Eclipsados
El lunes 8 de abril, alrededor de las 12 del día, la tierra se oscureció y los «umbraphilos», ¿los qué?, vivieron su «Super Bowl» eclipsal en una franja que atravesó Durango y Torreón.
Estos amantes de las sombras, que es lo que significa el término, recorren el mundo persiguiendo eclipses, algo así como los seguidores de tornados.
Los eclipses totales ocurren dos o hasta cinco veces al año en diferentes partes del planeta, y los «amantes de las sombras», los umbraphilos, los buscan todo el año. Bonita costumbre, ¿verdad?
Antes de que la proyección solar se bloqueara por completo, se sintió un frío particular durante unos minutos, para luego regresar al mismo calor cuando el sol terminó de eclipsarse. Entonces me pregunté a mí mismo: «¿No será esto una premonición de que esta época de incertidumbre y oscuridad está por terminar y el sol volverá a brillar, cálido y esperanzador para este atribulado planeta?»

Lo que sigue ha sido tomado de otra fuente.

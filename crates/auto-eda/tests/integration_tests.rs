//! Integration tests for the EDA engine.
//!
//! These tests drive the public API end to end, from CSV bytes to the
//! render plan.

use auto_eda::render::titles;
use auto_eda::{
    ChartOutcome, CleaningOp, ColumnKind, ColumnPartition, DataCleaner, DataProfiler, EdaConfig,
    EdaError, MissingEntry, MissingReport, Picker, RenderPlan, SectionBody, SelectionState,
    Session, Table, ToggleState, read_csv, read_csv_file, render,
};
use pretty_assertions::assert_eq;
use std::path::PathBuf;

// ============================================================================
// Helper Functions
// ============================================================================

fn fixtures_path() -> PathBuf {
    PathBuf::from(env!("CARGO_MANIFEST_DIR")).join("tests/fixtures")
}

fn load_fixture(filename: &str) -> Table {
    read_csv_file(fixtures_path().join(filename), &EdaConfig::default())
        .expect("Failed to read fixture")
}

fn load_inline(csv: &str) -> Table {
    read_csv(csv.as_bytes(), "inline.csv", &EdaConfig::default()).expect("Failed to parse CSV")
}

fn numeric_column(table: &Table, name: &str) -> Vec<Option<f64>> {
    auto_eda::utils::f64_values(
        table
            .df()
            .column(name)
            .expect("column exists")
            .as_materialized_series(),
    )
    .expect("numeric column")
}

fn render_default(table: &Table, toggles: &ToggleState) -> RenderPlan {
    render(
        table,
        toggles,
        &SelectionState::new(),
        &EdaConfig::default(),
    )
    .expect("render succeeds")
}

fn body<'a>(plan: &'a RenderPlan, title: &str) -> &'a SectionBody {
    &plan
        .section(title)
        .unwrap_or_else(|| panic!("section '{}' missing", title))
        .body
}

fn large_numeric_csv(rows: usize) -> String {
    let mut csv = String::from("a,b,c\n");
    for i in 0..rows {
        csv.push_str(&format!("{},{},{}\n", i, i * 3 % 17, (i as f64) * 0.5));
    }
    csv
}

// ============================================================================
// Profiling
// ============================================================================

#[test]
fn test_profile_people_fixture() {
    let table = load_fixture("people.csv");

    assert_eq!(DataProfiler::shape(&table), (6, 5));

    let kinds: Vec<(String, ColumnKind)> = DataProfiler::dtypes(&table)
        .into_iter()
        .map(|c| (c.name, c.kind))
        .collect();
    assert_eq!(
        kinds,
        vec![
            ("name".to_string(), ColumnKind::Categorical),
            ("age".to_string(), ColumnKind::Numeric),
            ("city".to_string(), ColumnKind::Categorical),
            ("income".to_string(), ColumnKind::Numeric),
            ("member".to_string(), ColumnKind::Categorical),
        ]
    );
}

#[test]
fn test_missing_report_counts_and_order() {
    let table = load_fixture("people.csv");

    assert_eq!(
        DataProfiler::missing_report(&table),
        MissingReport::Columns(vec![
            MissingEntry { column: "age".to_string(), count: 2 },
            MissingEntry { column: "city".to_string(), count: 1 },
            MissingEntry { column: "income".to_string(), count: 1 },
        ])
    );
}

#[test]
fn test_describe_numeric_and_categorical() {
    let table = load_fixture("people.csv");
    let rows = DataProfiler::describe(&table).unwrap();

    let age = rows.iter().find(|r| r.column == "age").unwrap();
    assert_eq!(age.count, 4);
    assert_eq!(age.mean, Some(35.5));
    assert_eq!(age.min, Some(29.0));
    assert_eq!(age.median, Some(36.0));
    assert_eq!(age.max, Some(41.0));
    assert!((age.std.unwrap() - 27.0f64.sqrt()).abs() < 1e-9);
    assert_eq!(age.top, None);

    let city = rows.iter().find(|r| r.column == "city").unwrap();
    assert_eq!(city.count, 5);
    assert_eq!(city.unique, Some(3));
    assert_eq!(city.top.as_deref(), Some("Paris"));
    assert_eq!(city.freq, Some(3));
    assert_eq!(city.mean, None);
}

// ============================================================================
// Cleaning
// ============================================================================

#[test]
fn test_drop_missing_is_idempotent() {
    let table = load_fixture("people.csv");
    let once = DataCleaner::drop_missing(&table).unwrap();
    let twice = DataCleaner::drop_missing(&once).unwrap();

    assert_eq!(once.height(), 2);
    assert!(once.df().equals_missing(twice.df()));
    assert_eq!(DataProfiler::missing_report(&once), MissingReport::Empty);
}

#[test]
fn test_impute_mean_sequence() {
    let table = load_fixture("impute_sequence.csv");
    let imputed = DataCleaner::impute_mean(&table).unwrap();

    assert_eq!(
        numeric_column(&imputed, "v"),
        vec![Some(1.0), Some(3.0), Some(3.0), Some(3.0), Some(5.0)]
    );
}

#[test]
fn test_impute_mean_keeps_categorical_gaps() {
    let table = load_fixture("people.csv");
    let imputed = DataCleaner::impute_mean(&table).unwrap();

    assert_eq!(
        DataProfiler::missing_report(&imputed),
        MissingReport::Columns(vec![MissingEntry { column: "city".to_string(), count: 1 }])
    );
    assert_eq!(numeric_column(&imputed, "age")[1], Some(35.5));
}

#[test]
fn test_cleaning_order_changes_result() {
    let table = load_inline("v,w\n1,a\n,b\n3,\n,d\n");

    let drop_first = DataCleaner::apply(
        &table,
        &ToggleState::from_order([CleaningOp::DropMissing, CleaningOp::ImputeMean]),
    )
    .unwrap();
    let impute_first = DataCleaner::apply(
        &table,
        &ToggleState::from_order([CleaningOp::ImputeMean, CleaningOp::DropMissing]),
    )
    .unwrap();

    assert_eq!(numeric_column(&drop_first.table, "v"), vec![Some(1.0)]);
    assert_eq!(
        numeric_column(&impute_first.table, "v"),
        vec![Some(1.0), Some(2.0), Some(2.0)]
    );
}

// ============================================================================
// Charts
// ============================================================================

#[test]
fn test_single_numeric_column_dashboard() {
    let table = load_fixture("single_numeric.csv");
    let plan = render_default(&table, &ToggleState::new());

    let SectionBody::Heatmap(heatmap) = body(&plan, titles::HEATMAP) else {
        panic!("wrong heatmap body");
    };
    assert_eq!(
        heatmap.message(),
        Some("Not enough numerical columns for correlation heatmap.")
    );

    let SectionBody::CategoryCounts(counts) = body(&plan, titles::CATEGORICAL) else {
        panic!("wrong categorical body");
    };
    assert_eq!(
        counts.message(),
        Some("No categorical columns available for analysis.")
    );

    let SectionBody::Pairwise(pairwise) = body(&plan, titles::PAIRWISE) else {
        panic!("wrong pairwise body");
    };
    assert!(!pairwise.is_ready());

    let SectionBody::Distribution(distribution) = body(&plan, titles::DISTRIBUTION) else {
        panic!("wrong distribution body");
    };
    assert_eq!(distribution.chart().unwrap().column, "value");

    let SectionBody::Outliers(outliers) = body(&plan, titles::OUTLIERS) else {
        panic!("wrong outlier body");
    };
    assert_eq!(outliers.chart().unwrap().values, vec![1.0, 2.0, 3.0, 4.0]);
}

#[test]
fn test_categorical_only_dashboard() {
    let table = load_fixture("categorical_only.csv");
    let plan = render_default(&table, &ToggleState::new());

    let SectionBody::Distribution(distribution) = body(&plan, titles::DISTRIBUTION) else {
        panic!("wrong distribution body");
    };
    assert_eq!(
        distribution.message(),
        Some("No numerical columns available for distribution analysis.")
    );

    let SectionBody::Outliers(outliers) = body(&plan, titles::OUTLIERS) else {
        panic!("wrong outlier body");
    };
    assert_eq!(
        outliers.message(),
        Some("No numerical columns available for outlier analysis.")
    );

    let SectionBody::CategoryCounts(ChartOutcome::Ready(chart)) = body(&plan, titles::CATEGORICAL)
    else {
        panic!("category chart should be ready");
    };
    assert_eq!(chart.column, "label");
    assert_eq!(chart.title, "Count Plot of label");
    assert_eq!(chart.bars[0].value, "x");
    assert_eq!(chart.bars[0].count, 2);
}

#[test]
fn test_pairwise_sample_is_deterministic() {
    let table = load_inline(&large_numeric_csv(500));
    let first = render_default(&table, &ToggleState::new());
    let second = render_default(&table, &ToggleState::new());

    let (SectionBody::Pairwise(a), SectionBody::Pairwise(b)) =
        (body(&first, titles::PAIRWISE), body(&second, titles::PAIRWISE))
    else {
        panic!("wrong pairwise body");
    };

    let a = a.chart().expect("pairwise ready");
    assert_eq!(a.row_indices.len(), 200);
    assert!(a.sampled);
    assert_eq!(Some(a), b.chart());
}

#[test]
fn test_pairwise_uses_whole_small_table() {
    let table = load_inline(&large_numeric_csv(150));
    let plan = render_default(&table, &ToggleState::new());

    let SectionBody::Pairwise(ChartOutcome::Ready(plot)) = body(&plan, titles::PAIRWISE) else {
        panic!("pairwise should be ready");
    };
    assert!(!plot.sampled);
    assert_eq!(plot.row_indices.len(), 150);
}

#[test]
fn test_partition_recomputed_after_cleaning() {
    let table = load_fixture("people.csv");
    let cleaned = DataCleaner::impute_mean(&table).unwrap();

    let partition = ColumnPartition::from_table(&cleaned);
    assert_eq!(partition.numeric, vec!["age", "income"]);
    assert_eq!(partition.categorical, vec!["name", "city", "member"]);
}

// ============================================================================
// Session
// ============================================================================

#[test]
fn test_session_end_to_end() {
    let bytes = std::fs::read(fixtures_path().join("people.csv")).unwrap();
    let mut session = Session::new(EdaConfig::default()).unwrap();

    let plan = session.upload(&bytes, "people.csv").unwrap();
    assert_eq!(plan.table_version, Some(0));

    session.set_toggle(CleaningOp::DropMissing, true);
    session.select(Picker::Category, Some("city".to_string()));
    session.select(Picker::Outlier, Some("not_a_column".to_string()));
    let plan = session.render().unwrap();

    // profile sections still describe the upload
    let SectionBody::Information { rows, .. } = body(&plan, titles::INFORMATION) else {
        panic!("wrong information body");
    };
    assert_eq!(*rows, 6);

    let SectionBody::CategoryCounts(ChartOutcome::Ready(chart)) = body(&plan, titles::CATEGORICAL)
    else {
        panic!("category chart should be ready");
    };
    assert_eq!(chart.column, "city");
    assert_eq!(chart.bars.iter().map(|b| b.count).sum::<usize>(), 2);

    // unknown selection falls back to the first numeric column
    let SectionBody::Outliers(ChartOutcome::Ready(outliers)) = body(&plan, titles::OUTLIERS)
    else {
        panic!("outlier chart should be ready");
    };
    assert_eq!(outliers.column, "age");
    assert_eq!(outliers.values, vec![34.0, 38.0]);
    assert_eq!(plan.table_version, Some(1));
}

#[test]
fn test_session_rejects_bad_upload() {
    let mut session = Session::default();
    let plan = session.upload(&[0xff, 0xfe, 0x00], "broken.csv").unwrap();

    assert!(!plan.has_table());
    assert!(session.table().is_none());
    assert!(matches!(
        &plan.sections[0].body,
        SectionBody::Message { text, .. } if text.starts_with("Could not parse uploaded file")
    ));
    assert!(matches!(session.require_table(), Err(EdaError::NoDataLoaded)));
}

#[test]
fn test_render_plan_json_shape() {
    let table = load_fixture("people.csv");
    let plan = render_default(&table, &ToggleState::from_order([CleaningOp::ImputeMean]));
    let json = serde_json::to_value(&plan).unwrap();

    assert_eq!(json["sections"][0]["body"]["data"]["text"], "File uploaded successfully!");
    assert_eq!(json["sections"][3]["body"]["kind"], "missing");
    assert_eq!(json["sections"][5]["body"]["data"][0]["op"], "impute_mean");
    assert_eq!(
        json["sections"][11]["body"]["data"]["text"],
        "EDA completed. You can extend this app with ML models, feature engineering, etc."
    );
}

Debemos mantener la esperanza de mejora, pero también ser conscientes de que todos debemos poner de nuestra parte.
Otras variables eclipsantes para nuestro país son las relacionadas con las exportaciones, que mes a mes crecen, pero a un ritmo más lento, como si algo estuviera oscureciendo al sector, y acumulamos saldos comerciales negativos. En marzo importamos 2,000 millones de dólares más de lo que exportamos. Seguro que se debe a que las materias primas son más baratas en dólares, ¿no es así? Porque así funciona la oferta y la demanda. Pero ¿no será también que nuestra industria proveedora ya ha sido superada por la modernidad y no podemos sustituir esas importaciones? ¿O será que nuestra fuerza laboral no está capacitada para fabricar manufacturas de calidad?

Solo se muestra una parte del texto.